Arshake, Arte contemporanea, Interviste
Gang Ma nasce nel 1987 nei pressi di Pechino, dove oggi vive e lavora. Il successo della sua opera nella categoria Connectivity del Premio Terna 03, ha permesso all’artista di esporre con gli altri 14 vincitori al Tempio di Adriano a Roma, al Chelsey Art Museum di New York, all’Expo 2010 di Shangai ed al MAMM di Mosca. Le sue opere ripongono una grande attenzione per la narrazione attraverso momenti catturati dalla macchina fotografica di scene costruite dall’artista stesso, nella costruzione scenografica e nella regia coreografica del tutto, e interpretate come performance da una serie di attori. Gang Ma vive l’arte come l’atto di un singolo individuo, motivo per cui il suo lavoro non è rivolto ad un pubblico, anzi, il concetto di percezione della propria arte viene tenuto a distanza, perché percepito come un condizionamento dell’espressione artistica autentica. In un’intervista ha dichiarato che il lavoro che lo ha legato al Premio Terna e il periodo passato in Europa lo hanno ispirato per il progetto successivo, una nuova performance in cui la protagonista sarà la porta di ingresso dell’abitazione del villaggio dove è nato l’artista, che intende scardinare e portare con sé in giro per le capitali europee, come a sancire un passaggio da un contesto ad un altro. Tra le istituzioni che hanno ospitato il suo lavoro NordArt2014 (Germania); Qinghai Biennale (Xingning, Cina, 2013); Multimedia Art Museum (Mosca, Russia 2012); CAFA Art Museum (Pechino, Cina 2012); He Xiangning Art Museum (Shenzhen, Cina 2011); Songzhuang Art Gallery (Pechino, Cina 2011); Tokyo Gallery + BTAP (Pechino, Cina, 2010). Oltre al Premio Terna nel 2010, nel 2013 gli è stato riconosciuto il Cafii Youth Fund Arts Award XIan China.
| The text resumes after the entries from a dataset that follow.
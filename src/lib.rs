//! copygen: a server side proxy that turns a product description into
//! landing page copy through the Anthropic Messages API.
//!
//! Every request runs the same linear pipeline:
//!
//! ```text
//! gate::admit -> prompt::resolve_credential / prompt::build_payload
//!             -> ProviderClient::send -> normalize::normalize
//! ```
//!
//! The provider key either arrives with each request or is held by the
//! server, chosen once per deployment through [`config::CredentialMode`].
//! Whatever happens, the caller gets JSON with CORS headers back.

pub mod error;
pub mod config;
pub mod request;
pub mod gate;
pub mod prompt;
pub mod providers;
pub mod normalize;
pub mod pipeline;
pub mod server;

pub use config::{ApiKey, CredentialMode, PromptTemplate, ProxyConfig};
pub use error::Error;
pub use pipeline::{Pipeline, Reply};
pub use providers::{AnthropicClient, ProviderClient};
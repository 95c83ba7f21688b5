//! Method, preflight and body checks run before anything else

use axum::http::Method;
use log::{debug, trace};

use crate::error::Error;
use crate::request::GenerationRequest;

/// CORS headers attached to every response, preflight or not.
/// Names are lowercase as required by `HeaderName::from_static`
pub const CORS_HEADERS: [(&str, &str); 3] = [
  ("access-control-allow-origin", "*")
, ("access-control-allow-headers", "Content-Type")
, ("access-control-allow-methods", "POST, OPTIONS")
];

/// What the gate decided about an inbound request
#[derive(Debug, Clone, PartialEq)]
pub enum Admission
{   /// Answer 200 with an empty body and stop
    Preflight
  , /// Continue with a validated request
    Proceed(GenerationRequest)
}

/// Check method and body. Never logs body content.
pub fn admit(method: &Method, body: &str)
  -> Result<Admission, Error>
{   if *method == Method::OPTIONS
    {   debug!("Answering CORS preflight");
        return Ok(Admission::Preflight);
    }

    if *method != Method::POST
    {   debug!("Rejecting method {}", method);
        return Err(Error::InvalidMethod(method.to_string()));
    }

    let body = if body.trim().is_empty() { "{}" } else { body };
    trace!("Parsing request body of {} bytes", body.len());

    let request: GenerationRequest = serde_json::from_str(body)
      .map_err(|e| Error::InvalidRequestBody(e.to_string()))?;

    let has_prompt = request.prompt
      .as_deref()
      .map(|p| !p.trim().is_empty())
      .unwrap_or(false);

    if !has_prompt
    {   return Err(Error::InvalidRequestBody(
          "prompt is required".to_string()
        ));
    }

    Ok(Admission::Proceed(request))
}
Il Teatro di un uomo, opera tra le vincitrici del Premio Terna 03 (categoria Connectivity) è una di una serie di fotografie che traggono situazioni create e riprese all’interno di un teatro diroccato. Questa, in particolare, offre il punto di vista dell’attore che calca il palcoscenico, mostrando un contesto estremamente decadente, il pavimento di legno sfondato, una scala ad intralciare il passaggio, un sipario spaiato e una sala vuota e abbandonata.